(Saved entries)
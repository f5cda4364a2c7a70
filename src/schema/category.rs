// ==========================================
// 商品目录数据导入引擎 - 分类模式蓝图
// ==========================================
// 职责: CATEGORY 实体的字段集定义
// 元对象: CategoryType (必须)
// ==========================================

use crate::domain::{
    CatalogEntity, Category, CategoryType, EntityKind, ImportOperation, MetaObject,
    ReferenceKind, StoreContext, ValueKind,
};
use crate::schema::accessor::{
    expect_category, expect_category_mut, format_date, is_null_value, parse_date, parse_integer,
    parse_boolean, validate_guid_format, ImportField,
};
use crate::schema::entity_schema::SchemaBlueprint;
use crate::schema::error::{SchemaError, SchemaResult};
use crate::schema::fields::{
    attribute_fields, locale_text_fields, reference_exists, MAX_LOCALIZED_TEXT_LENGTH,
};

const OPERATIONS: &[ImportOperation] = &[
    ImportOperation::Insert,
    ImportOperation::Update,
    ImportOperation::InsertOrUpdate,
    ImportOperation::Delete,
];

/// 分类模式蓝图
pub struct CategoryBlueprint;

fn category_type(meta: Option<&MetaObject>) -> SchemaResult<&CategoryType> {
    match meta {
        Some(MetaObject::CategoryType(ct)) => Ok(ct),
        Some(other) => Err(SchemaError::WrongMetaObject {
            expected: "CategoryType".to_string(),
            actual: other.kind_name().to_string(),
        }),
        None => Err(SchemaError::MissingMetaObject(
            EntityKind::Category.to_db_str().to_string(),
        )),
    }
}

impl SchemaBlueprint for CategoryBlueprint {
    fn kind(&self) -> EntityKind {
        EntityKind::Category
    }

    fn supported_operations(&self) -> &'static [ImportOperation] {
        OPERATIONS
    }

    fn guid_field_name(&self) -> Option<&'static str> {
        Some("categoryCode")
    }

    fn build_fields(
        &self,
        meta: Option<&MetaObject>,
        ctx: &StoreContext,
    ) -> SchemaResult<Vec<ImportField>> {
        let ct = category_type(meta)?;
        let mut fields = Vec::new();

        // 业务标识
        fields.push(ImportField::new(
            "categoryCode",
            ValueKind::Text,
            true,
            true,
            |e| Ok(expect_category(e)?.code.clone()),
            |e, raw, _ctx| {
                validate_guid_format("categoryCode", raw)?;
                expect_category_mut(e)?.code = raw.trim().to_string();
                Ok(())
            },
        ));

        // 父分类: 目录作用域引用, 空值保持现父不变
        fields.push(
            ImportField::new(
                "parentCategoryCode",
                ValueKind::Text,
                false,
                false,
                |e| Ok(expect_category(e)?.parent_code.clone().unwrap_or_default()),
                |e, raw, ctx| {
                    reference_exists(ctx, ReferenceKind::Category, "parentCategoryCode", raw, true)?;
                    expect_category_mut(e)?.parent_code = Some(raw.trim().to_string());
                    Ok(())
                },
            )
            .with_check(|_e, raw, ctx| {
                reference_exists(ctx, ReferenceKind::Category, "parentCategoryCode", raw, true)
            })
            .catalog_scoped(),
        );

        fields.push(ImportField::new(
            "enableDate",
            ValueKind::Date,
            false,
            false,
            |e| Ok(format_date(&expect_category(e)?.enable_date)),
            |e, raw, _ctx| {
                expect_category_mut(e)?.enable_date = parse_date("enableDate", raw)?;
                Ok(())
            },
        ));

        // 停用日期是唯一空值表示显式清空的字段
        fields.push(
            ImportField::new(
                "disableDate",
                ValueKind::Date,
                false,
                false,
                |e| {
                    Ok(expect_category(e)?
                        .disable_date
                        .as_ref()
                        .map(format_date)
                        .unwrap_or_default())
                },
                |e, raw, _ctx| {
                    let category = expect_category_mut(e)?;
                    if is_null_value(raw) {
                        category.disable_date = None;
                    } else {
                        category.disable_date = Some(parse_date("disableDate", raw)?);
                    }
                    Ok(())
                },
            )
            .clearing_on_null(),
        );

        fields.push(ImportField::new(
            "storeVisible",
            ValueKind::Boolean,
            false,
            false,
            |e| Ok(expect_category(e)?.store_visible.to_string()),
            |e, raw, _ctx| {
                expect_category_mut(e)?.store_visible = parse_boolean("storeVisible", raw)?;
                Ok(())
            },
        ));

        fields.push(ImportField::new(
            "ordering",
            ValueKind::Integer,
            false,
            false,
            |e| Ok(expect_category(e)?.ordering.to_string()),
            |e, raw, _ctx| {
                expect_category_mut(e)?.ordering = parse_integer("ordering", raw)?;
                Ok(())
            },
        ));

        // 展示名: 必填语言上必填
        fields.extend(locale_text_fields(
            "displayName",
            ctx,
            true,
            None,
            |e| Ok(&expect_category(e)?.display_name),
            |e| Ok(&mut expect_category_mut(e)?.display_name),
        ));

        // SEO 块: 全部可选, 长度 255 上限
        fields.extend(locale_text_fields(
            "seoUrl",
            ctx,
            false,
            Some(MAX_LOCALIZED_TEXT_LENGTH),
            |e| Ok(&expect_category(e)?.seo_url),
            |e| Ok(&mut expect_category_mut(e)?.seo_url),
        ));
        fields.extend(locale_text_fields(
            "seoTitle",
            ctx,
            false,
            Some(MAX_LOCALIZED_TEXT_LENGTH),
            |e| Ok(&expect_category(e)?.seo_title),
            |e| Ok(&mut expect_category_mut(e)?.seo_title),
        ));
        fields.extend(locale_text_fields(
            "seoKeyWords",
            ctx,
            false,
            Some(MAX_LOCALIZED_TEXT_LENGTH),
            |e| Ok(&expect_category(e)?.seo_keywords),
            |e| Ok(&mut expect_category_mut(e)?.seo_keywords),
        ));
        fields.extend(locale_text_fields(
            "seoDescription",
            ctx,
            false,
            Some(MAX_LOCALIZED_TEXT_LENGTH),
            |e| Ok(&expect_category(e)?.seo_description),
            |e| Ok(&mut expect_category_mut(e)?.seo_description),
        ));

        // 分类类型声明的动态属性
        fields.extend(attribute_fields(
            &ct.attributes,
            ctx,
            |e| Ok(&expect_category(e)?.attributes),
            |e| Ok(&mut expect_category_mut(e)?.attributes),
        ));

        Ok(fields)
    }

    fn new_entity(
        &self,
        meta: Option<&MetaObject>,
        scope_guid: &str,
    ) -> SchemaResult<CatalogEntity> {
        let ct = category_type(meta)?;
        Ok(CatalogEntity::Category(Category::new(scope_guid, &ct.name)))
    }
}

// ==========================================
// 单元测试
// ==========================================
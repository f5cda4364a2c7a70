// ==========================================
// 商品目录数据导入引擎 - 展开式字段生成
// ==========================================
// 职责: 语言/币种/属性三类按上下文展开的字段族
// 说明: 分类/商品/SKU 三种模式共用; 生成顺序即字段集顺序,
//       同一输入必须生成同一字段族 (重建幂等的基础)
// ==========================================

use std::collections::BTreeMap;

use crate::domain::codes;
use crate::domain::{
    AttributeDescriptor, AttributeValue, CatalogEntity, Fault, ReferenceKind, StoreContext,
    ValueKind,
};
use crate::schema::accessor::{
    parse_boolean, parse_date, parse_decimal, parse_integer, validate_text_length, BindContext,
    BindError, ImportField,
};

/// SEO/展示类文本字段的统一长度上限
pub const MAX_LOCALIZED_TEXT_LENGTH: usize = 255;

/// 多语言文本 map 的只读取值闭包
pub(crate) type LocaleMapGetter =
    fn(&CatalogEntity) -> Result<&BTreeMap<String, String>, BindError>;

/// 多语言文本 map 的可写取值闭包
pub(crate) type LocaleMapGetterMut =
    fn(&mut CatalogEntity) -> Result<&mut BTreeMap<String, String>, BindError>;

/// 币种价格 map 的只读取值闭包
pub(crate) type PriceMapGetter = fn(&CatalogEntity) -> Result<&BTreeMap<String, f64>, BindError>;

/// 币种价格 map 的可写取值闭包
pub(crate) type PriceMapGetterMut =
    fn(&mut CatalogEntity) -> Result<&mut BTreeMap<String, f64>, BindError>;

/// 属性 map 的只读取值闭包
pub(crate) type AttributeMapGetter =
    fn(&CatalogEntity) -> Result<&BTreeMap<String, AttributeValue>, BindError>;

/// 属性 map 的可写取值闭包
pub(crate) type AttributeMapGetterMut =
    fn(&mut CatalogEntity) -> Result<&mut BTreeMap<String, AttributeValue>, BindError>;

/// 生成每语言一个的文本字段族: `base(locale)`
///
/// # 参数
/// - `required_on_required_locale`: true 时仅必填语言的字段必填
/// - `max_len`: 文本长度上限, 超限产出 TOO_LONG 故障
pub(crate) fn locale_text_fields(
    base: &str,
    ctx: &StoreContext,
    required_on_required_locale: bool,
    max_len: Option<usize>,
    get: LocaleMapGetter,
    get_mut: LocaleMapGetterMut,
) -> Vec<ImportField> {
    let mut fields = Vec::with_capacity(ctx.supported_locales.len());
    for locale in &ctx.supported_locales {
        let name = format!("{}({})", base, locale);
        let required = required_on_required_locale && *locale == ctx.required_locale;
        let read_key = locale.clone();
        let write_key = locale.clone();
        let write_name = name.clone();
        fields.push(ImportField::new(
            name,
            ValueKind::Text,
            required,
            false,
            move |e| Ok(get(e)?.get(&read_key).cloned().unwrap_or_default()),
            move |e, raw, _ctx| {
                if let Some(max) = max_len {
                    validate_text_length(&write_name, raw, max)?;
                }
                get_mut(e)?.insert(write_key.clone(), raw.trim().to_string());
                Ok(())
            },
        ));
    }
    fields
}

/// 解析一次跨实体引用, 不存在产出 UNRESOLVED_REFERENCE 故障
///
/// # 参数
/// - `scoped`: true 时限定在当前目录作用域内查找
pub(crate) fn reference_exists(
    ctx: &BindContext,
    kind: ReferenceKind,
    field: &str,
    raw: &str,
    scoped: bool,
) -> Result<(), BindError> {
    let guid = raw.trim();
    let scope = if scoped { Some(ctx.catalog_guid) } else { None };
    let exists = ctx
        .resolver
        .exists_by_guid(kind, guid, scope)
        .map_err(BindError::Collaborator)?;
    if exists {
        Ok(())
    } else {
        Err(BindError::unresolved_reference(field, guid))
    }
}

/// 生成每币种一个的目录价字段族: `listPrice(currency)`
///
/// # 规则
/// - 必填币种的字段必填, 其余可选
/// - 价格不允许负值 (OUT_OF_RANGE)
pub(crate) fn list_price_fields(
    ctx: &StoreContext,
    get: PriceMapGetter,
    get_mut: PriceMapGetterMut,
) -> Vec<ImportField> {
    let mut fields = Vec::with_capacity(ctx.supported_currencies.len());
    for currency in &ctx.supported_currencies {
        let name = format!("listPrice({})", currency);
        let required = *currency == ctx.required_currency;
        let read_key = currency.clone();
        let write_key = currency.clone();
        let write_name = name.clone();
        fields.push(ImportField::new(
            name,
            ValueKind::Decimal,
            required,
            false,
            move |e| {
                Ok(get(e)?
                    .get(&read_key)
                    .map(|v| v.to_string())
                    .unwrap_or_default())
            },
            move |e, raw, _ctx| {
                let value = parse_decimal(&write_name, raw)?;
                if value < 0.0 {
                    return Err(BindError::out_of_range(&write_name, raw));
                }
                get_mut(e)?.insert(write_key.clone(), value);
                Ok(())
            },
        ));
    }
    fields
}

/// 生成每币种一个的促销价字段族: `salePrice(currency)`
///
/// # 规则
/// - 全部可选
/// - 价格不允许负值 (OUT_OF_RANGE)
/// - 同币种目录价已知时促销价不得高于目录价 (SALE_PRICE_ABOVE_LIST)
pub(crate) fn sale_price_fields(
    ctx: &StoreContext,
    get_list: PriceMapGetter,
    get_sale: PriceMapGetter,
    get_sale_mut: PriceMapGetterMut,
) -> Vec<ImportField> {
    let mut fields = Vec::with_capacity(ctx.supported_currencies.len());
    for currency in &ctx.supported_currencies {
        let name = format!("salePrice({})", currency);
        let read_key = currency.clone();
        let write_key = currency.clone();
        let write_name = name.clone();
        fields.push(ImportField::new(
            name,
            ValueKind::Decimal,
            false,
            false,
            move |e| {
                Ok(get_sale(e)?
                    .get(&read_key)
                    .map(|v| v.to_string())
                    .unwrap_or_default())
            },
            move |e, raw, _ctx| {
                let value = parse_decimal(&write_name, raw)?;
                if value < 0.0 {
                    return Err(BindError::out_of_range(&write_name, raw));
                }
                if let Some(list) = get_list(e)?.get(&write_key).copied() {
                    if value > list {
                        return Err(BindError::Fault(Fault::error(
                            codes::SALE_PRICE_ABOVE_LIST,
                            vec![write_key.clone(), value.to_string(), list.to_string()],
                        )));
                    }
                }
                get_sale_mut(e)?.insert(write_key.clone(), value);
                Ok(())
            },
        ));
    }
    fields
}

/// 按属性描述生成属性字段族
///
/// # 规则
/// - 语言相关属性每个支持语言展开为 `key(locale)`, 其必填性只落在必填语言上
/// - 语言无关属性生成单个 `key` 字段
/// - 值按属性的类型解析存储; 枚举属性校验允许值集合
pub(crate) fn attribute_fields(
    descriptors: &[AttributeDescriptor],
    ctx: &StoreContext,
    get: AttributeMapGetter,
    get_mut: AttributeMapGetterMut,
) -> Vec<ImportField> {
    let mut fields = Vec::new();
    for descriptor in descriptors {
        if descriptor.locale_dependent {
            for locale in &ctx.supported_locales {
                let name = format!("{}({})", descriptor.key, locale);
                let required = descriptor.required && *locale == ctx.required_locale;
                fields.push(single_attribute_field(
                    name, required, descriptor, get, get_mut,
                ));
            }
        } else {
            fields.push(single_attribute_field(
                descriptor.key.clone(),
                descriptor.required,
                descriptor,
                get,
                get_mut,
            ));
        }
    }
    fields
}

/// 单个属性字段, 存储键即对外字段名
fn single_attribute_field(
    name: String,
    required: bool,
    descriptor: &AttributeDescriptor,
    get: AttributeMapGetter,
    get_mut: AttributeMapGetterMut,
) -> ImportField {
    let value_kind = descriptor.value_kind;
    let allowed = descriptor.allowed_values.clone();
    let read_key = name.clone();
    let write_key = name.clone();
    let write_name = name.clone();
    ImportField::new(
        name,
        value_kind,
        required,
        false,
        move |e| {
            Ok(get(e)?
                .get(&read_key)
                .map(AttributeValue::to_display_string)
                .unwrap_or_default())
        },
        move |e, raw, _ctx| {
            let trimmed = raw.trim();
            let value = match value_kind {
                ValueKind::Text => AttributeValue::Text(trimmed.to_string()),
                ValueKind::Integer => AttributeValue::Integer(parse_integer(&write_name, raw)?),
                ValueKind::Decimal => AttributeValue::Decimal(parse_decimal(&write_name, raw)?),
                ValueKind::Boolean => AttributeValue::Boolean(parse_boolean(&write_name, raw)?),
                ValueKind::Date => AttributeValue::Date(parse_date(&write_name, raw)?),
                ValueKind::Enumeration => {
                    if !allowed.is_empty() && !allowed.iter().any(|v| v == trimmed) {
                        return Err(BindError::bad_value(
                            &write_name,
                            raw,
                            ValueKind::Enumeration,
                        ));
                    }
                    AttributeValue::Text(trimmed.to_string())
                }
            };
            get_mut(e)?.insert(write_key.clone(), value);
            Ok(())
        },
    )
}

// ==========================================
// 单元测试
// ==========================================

Exercise aim: Number of lines with the string "商品目录数据导入引擎" in the data above: report this figure and nothing more.

Result for this task: 2